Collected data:
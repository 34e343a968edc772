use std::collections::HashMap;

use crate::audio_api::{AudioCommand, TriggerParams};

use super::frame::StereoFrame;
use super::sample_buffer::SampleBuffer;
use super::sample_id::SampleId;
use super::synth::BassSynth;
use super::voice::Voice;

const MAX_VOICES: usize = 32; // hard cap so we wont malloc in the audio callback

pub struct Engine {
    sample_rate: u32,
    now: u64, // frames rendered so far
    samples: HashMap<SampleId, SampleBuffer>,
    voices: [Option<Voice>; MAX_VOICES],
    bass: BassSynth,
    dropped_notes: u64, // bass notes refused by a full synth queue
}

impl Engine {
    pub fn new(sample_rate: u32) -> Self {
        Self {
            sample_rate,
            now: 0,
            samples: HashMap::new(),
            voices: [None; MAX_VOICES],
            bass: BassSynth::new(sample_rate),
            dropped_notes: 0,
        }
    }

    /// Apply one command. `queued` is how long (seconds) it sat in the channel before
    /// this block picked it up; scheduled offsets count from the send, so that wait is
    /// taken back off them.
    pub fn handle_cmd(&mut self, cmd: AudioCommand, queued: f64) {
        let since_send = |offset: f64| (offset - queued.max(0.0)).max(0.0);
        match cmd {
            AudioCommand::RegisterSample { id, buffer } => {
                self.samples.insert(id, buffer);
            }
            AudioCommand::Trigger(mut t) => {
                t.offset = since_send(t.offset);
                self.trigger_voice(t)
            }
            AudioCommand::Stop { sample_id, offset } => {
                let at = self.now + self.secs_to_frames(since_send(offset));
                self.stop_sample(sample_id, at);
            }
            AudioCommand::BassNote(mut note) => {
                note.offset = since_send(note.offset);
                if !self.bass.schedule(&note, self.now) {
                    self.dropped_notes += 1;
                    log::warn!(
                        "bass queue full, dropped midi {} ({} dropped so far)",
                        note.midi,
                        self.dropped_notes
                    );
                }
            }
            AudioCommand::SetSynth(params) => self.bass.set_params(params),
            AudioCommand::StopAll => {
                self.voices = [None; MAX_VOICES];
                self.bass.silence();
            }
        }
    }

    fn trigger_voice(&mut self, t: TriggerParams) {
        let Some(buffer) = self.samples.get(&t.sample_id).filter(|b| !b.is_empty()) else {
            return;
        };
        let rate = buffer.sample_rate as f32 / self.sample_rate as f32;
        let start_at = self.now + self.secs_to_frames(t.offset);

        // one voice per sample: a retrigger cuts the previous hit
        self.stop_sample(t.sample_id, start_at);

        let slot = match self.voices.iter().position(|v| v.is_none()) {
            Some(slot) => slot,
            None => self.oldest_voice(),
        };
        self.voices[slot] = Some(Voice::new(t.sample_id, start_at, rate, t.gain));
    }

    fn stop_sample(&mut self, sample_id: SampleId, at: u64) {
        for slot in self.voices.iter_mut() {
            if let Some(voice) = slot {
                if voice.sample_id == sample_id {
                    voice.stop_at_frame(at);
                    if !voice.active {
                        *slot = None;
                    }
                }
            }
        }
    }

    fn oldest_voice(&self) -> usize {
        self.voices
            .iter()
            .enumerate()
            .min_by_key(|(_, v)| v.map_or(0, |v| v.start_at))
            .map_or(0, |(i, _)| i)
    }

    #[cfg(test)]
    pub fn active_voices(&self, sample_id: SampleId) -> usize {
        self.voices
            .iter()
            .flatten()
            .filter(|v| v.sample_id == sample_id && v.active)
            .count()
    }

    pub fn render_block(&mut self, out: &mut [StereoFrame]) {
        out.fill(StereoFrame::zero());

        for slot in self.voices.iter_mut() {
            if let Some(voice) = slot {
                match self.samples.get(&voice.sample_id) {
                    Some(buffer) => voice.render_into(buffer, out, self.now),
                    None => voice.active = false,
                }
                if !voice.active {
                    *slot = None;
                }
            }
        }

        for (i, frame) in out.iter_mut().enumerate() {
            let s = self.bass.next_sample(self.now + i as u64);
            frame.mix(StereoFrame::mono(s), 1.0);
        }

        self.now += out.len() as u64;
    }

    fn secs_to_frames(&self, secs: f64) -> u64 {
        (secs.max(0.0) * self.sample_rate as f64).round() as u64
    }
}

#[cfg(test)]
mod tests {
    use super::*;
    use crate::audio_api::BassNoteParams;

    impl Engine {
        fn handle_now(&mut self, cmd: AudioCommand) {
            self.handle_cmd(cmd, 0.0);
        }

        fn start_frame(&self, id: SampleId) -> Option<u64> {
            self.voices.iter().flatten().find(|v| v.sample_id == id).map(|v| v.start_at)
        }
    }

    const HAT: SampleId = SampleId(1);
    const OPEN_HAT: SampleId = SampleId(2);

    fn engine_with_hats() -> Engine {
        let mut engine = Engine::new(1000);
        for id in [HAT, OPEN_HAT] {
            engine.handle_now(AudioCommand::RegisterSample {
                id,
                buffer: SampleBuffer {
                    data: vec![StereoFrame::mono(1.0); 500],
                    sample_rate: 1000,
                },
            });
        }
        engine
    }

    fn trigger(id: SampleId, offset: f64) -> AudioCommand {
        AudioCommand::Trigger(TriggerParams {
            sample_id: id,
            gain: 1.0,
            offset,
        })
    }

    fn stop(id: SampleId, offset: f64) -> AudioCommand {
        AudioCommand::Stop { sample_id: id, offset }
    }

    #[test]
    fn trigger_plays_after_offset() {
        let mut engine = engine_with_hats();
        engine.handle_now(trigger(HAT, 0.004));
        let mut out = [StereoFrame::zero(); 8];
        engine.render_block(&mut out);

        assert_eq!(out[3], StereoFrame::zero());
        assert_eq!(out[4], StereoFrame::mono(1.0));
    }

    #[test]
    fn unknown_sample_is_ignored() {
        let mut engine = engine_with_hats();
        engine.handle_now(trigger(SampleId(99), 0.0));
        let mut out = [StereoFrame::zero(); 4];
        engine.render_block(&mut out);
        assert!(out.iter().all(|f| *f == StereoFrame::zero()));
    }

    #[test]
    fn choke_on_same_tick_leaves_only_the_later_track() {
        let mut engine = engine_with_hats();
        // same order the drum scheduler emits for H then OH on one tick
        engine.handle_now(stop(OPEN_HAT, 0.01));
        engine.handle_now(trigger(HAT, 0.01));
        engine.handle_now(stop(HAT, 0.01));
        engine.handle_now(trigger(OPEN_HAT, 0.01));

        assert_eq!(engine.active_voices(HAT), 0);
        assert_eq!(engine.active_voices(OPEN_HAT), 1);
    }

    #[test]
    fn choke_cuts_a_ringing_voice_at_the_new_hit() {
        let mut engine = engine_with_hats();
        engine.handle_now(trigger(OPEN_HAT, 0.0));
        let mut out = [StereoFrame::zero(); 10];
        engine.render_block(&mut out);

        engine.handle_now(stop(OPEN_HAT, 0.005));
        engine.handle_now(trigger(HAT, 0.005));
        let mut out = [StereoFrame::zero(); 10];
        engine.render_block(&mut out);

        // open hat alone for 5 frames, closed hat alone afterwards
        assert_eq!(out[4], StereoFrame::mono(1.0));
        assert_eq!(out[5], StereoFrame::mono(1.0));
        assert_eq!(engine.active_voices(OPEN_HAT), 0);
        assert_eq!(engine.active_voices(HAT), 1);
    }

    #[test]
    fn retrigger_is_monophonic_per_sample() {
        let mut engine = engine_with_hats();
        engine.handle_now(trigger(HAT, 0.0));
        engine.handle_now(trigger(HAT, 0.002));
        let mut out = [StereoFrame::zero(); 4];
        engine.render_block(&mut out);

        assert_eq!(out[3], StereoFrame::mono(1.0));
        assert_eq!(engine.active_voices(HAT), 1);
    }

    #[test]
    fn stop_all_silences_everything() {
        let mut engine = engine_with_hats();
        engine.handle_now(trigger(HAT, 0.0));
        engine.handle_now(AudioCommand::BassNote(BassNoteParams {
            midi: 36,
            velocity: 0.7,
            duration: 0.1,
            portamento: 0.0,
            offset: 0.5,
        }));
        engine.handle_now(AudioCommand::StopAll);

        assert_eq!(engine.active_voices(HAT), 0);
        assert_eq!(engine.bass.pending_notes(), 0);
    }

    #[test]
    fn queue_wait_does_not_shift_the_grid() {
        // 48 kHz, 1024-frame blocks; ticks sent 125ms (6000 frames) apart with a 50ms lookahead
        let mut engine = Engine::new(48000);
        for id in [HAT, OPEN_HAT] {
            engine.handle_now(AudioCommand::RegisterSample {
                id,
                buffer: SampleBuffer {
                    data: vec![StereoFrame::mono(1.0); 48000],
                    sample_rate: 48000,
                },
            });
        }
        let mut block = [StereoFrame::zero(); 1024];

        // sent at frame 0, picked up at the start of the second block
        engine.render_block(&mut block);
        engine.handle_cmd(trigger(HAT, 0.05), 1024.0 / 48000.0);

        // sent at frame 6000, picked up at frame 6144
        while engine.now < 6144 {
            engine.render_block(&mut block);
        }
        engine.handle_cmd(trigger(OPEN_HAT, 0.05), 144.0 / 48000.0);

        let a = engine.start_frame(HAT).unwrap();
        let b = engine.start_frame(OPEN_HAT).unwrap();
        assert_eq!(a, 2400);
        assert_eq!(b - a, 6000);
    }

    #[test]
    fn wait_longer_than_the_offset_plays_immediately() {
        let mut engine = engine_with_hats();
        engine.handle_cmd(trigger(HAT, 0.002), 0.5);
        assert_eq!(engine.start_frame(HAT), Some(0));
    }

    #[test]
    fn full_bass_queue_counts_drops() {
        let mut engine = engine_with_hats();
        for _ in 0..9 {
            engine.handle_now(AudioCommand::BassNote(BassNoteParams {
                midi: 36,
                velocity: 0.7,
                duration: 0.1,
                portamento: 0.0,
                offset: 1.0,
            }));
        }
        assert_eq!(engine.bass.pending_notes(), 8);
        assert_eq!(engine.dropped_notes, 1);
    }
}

...

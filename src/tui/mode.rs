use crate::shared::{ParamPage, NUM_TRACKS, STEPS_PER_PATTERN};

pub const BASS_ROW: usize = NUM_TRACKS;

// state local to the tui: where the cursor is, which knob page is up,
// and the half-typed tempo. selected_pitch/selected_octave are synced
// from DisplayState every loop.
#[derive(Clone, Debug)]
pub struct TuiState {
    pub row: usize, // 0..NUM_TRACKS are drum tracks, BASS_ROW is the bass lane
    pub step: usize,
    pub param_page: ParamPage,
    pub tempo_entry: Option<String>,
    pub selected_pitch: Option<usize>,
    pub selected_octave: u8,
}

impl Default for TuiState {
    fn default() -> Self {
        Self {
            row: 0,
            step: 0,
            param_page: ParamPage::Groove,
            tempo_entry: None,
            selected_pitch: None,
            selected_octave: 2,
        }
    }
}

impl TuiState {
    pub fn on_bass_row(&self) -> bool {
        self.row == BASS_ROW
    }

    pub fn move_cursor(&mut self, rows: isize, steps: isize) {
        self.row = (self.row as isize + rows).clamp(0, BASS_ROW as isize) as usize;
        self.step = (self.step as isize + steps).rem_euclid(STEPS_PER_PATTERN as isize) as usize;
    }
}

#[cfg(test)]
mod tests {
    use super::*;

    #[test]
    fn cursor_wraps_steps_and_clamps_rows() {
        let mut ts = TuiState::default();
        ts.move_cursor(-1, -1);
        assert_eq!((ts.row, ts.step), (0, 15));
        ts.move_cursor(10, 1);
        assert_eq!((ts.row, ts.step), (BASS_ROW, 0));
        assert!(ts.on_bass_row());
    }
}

What is expected: From the entries, copy out each line containing the word "unwrap".

Reply to the exercise:
        let a = engine.start_frame(HAT).unwrap();
        let b = engine.start_frame(OPEN_HAT).unwrap();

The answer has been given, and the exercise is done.